Background and purpose

Magnetic resonance imaging (MRI)-to-computed tomography (CT) synthesis is essential in MRI-only radiotherapy workflows, particularly through deep learning techniques known for their accuracy. However, current supervised methods are limited to specific center’s learnings and depend on registration precision. The aim of this study was to evaluate the accuracy of unsupervised and supervised approaches in the context of prostate MRI-to-CT generation for radiotherapy dose calculation.

Methods

CT/MRI image pairs from 99 prostate cancer patients across three different centers were used. A comparison between supervised and unsupervised conditional Generative Adversarial Networks (cGAN) was conducted. Unsupervised training incorporates a style transfer method with.

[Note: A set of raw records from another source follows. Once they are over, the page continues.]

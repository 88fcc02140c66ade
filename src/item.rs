//! Entity contracts and execution context
//!
//! Every node in a plan tree shares the [`EntityMeta`] capability set:
//! identity, display metadata, and a run status. Leaves implement [`Action`],
//! loop predicates implement [`Condition`], and interrupt handlers implement
//! [`Trigger`]. The [`ExecutionContext`] threads cancellation, device access,
//! the ephemeris, and the progress channel through a run.

use crate::device_ops::{NullDeviceOps, SharedDeviceOps};
use crate::ephemeris::{SharedEphemeris, SiderealEphemeris};
use crate::error::ItemError;
use async_trait::async_trait;
use serde::{Deserialize, Serialize};
use std::sync::atomic::{AtomicBool, Ordering};
use std::sync::{Arc, RwLock};
use uuid::Uuid;

/// Run status of a plan node.
#[derive(Debug, Clone, Copy, PartialEq, Eq, Serialize, Deserialize)]
pub enum ItemStatus {
    Created,
    Running,
    Finished,
    Skipped,
    Failed,
}

/// Capability set shared by every node in the plan tree.
#[derive(Debug, Clone)]
pub struct EntityMeta {
    pub id: Uuid,
    pub name: String,
    pub description: String,
    pub category: String,
    pub icon: String,
    pub status: ItemStatus,
}

impl EntityMeta {
    pub fn new(name: impl Into<String>) -> Self {
        Self {
            id: Uuid::new_v4(),
            name: name.into(),
            description: String::new(),
            category: String::new(),
            icon: String::new(),
            status: ItemStatus::Created,
        }
    }
}

/// Target the plan is pointed at.
#[derive(Debug, Clone, PartialEq, Serialize, Deserialize)]
pub struct TargetInfo {
    pub name: String,
    pub ra_hours: f64,
    pub dec_degrees: f64,
}

/// One entry on the progress/status channel. Informational only; never used
/// for control flow.
#[derive(Debug, Clone)]
pub struct ProgressEvent {
    pub source: String,
    pub message: String,
}

pub type ProgressSink = Arc<dyn Fn(ProgressEvent) + Send + Sync>;

/// Mutable observations accumulated during one run, shared between actions,
/// conditions, and triggers.
#[derive(Debug, Default, Clone)]
pub struct RunStats {
    pub current_filter: Option<String>,
    pub completed_exposures: u32,
    pub completed_integration_secs: f64,
    pub hfr_history: Vec<f64>,
}

impl RunStats {
    pub fn latest_hfr(&self) -> Option<f64> {
        self.hfr_history.last().copied()
    }
}

/// Context passed to every action, condition, and trigger during a run.
pub struct ExecutionContext {
    /// Cooperative cancellation flag, observed at every checkpoint.
    pub is_cancelled: Arc<AtomicBool>,
    pub device_ops: SharedDeviceOps,
    pub ephemeris: SharedEphemeris,
    pub progress: Option<ProgressSink>,
    /// Observer location in degrees.
    pub latitude: Option<f64>,
    pub longitude: Option<f64>,
    pub target: Option<TargetInfo>,
    stats: Arc<RwLock<RunStats>>,
}

impl ExecutionContext {
    pub fn new() -> Self {
        Self {
            is_cancelled: Arc::new(AtomicBool::new(false)),
            device_ops: Arc::new(NullDeviceOps),
            ephemeris: Arc::new(SiderealEphemeris),
            progress: None,
            latitude: None,
            longitude: None,
            target: None,
            stats: Arc::new(RwLock::new(RunStats::default())),
        }
    }

    pub fn with_device_ops(mut self, ops: SharedDeviceOps) -> Self {
        self.device_ops = ops;
        self
    }

    pub fn with_ephemeris(mut self, ephemeris: SharedEphemeris) -> Self {
        self.ephemeris = ephemeris;
        self
    }

    pub fn with_target(mut self, target: TargetInfo) -> Self {
        self.target = Some(target);
        self
    }

    pub fn with_location(mut self, latitude: f64, longitude: f64) -> Self {
        self.latitude = Some(latitude);
        self.longitude = Some(longitude);
        self
    }

    pub fn with_progress(mut self, sink: ProgressSink) -> Self {
        self.progress = Some(sink);
        self
    }

    pub fn is_cancelled(&self) -> bool {
        self.is_cancelled.load(Ordering::Relaxed)
    }

    pub fn request_cancellation(&self) {
        self.is_cancelled.store(true, Ordering::Relaxed);
    }

    /// Push a status line to the progress channel.
    pub fn report(&self, source: impl Into<String>, message: impl Into<String>) {
        if let Some(sink) = &self.progress {
            sink(ProgressEvent {
                source: source.into(),
                message: message.into(),
            });
        }
    }

    /// Snapshot of the run statistics.
    pub fn stats(&self) -> RunStats {
        self.stats
            .read()
            .map(|s| s.clone())
            .unwrap_or_default()
    }

    /// Mutate the run statistics. The lock is never held across an await.
    pub fn update_stats(&self, f: impl FnOnce(&mut RunStats)) {
        if let Ok(mut stats) = self.stats.write() {
            f(&mut stats);
        }
    }
}

impl Default for ExecutionContext {
    fn default() -> Self {
        Self::new()
    }
}

/// A leaf node performing one domain operation.
///
/// Stateless between runs except for fields bound to user configuration;
/// whatever per-run state an action needs is set up in `initialize` and
/// released in `teardown`.
#[async_trait]
pub trait Action: Send + Sync {
    /// Stable persistence tag for this action type.
    fn type_tag(&self) -> &str;

    async fn initialize(&mut self, _ctx: &ExecutionContext) {}

    /// Issues that currently prevent this action from running. A non-empty
    /// list makes the coordinator skip the node; it is not a fault.
    async fn validate(&self, _ctx: &ExecutionContext) -> Vec<String> {
        Vec::new()
    }

    /// Perform the operation. Must observe `ctx.is_cancelled()` at least once
    /// per unit of work.
    async fn execute(&mut self, ctx: &ExecutionContext) -> Result<(), ItemError>;

    async fn teardown(&mut self, _ctx: &ExecutionContext) {}

    /// Serializable configuration payload for persistence.
    fn config(&self) -> serde_json::Value;

    fn clone_boxed(&self) -> Box<dyn Action>;
}

/// Predicate deciding whether a container's loop body repeats.
///
/// All conditions on a container must allow continuation (logical AND); a
/// container with no conditions runs its body exactly once.
pub trait Condition: Send + Sync {
    fn type_tag(&self) -> &str;

    fn initialize(&mut self, _ctx: &ExecutionContext) {}

    /// Asked at the start of each pass over the container body (after
    /// `on_block_started`), against the would-be next item. Returning false
    /// prevents the pass, so a loop may run its body zero times. A pure read
    /// apart from bookkeeping the condition owns.
    fn check(&mut self, ctx: &ExecutionContext, next: Option<&EntityMeta>) -> bool;

    /// Called when a loop pass over the owning container begins.
    fn on_block_started(&mut self) {}

    /// Called when a loop pass over the owning container completes.
    fn on_block_finished(&mut self) {}

    /// Reset internal counters, e.g. remaining iterations.
    fn reset_progress(&mut self) {}

    fn config(&self) -> serde_json::Value;

    fn clone_boxed(&self) -> Box<dyn Condition>;
}

/// Polled interrupt handler that may run a side-sequence between leaves.
///
/// After every leaf action completes, each trigger in the active container
/// chain is asked `should_fire` (innermost container first). A firing
/// trigger's `execute` runs to completion before the next leaf starts.
/// Internal state persists across polls within one run and is cleared by
/// `initialize`.
#[async_trait]
pub trait Trigger: Send + Sync {
    fn type_tag(&self) -> &str;

    async fn initialize(&mut self, _ctx: &ExecutionContext) {}

    async fn should_fire(&mut self, ctx: &ExecutionContext, next: Option<&EntityMeta>) -> bool;

    /// The side-sequence.
    async fn execute(&mut self, ctx: &ExecutionContext) -> Result<(), ItemError>;

    async fn teardown(&mut self, _ctx: &ExecutionContext) {}

    fn on_block_started(&mut self) {}

    fn on_block_finished(&mut self) {}

    fn config(&self) -> serde_json::Value;

    fn clone_boxed(&self) -> Box<dyn Trigger>;
}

Content and Style Representation for Enhanced Perceptual synthesis (CREPs) loss. For dose evaluation, the photon prescription dose was 60 Gy delivered in volumetric modulated arc therapy (VMAT). Imaging endpoint for sCT evaluation was Mean Absolute Error (MAE). Dosimetric endpoints included absolute dose differences and gamma analysis between CT and sCT dose calculations.

Results

The unsupervised paired network exhibited the highest accuracy for the body with a MAE at 33.6 HU, the highest MAE was 45.5 HU obtained with unsupervised unpaired learning. All architectures provided clinically acceptable results for dose calculation with gamma pass rates above 94 % (1 % 1 mm 10 %).

Conclusions

This study shows that multicenter data can produce accurate sCTs via unsupervised learning, eliminating CT-MRI registration. The sCTs not only matched HU values but also enabled precise dose calculations, suggesting their potential for wider use in MRI-only radiotherapy workflows.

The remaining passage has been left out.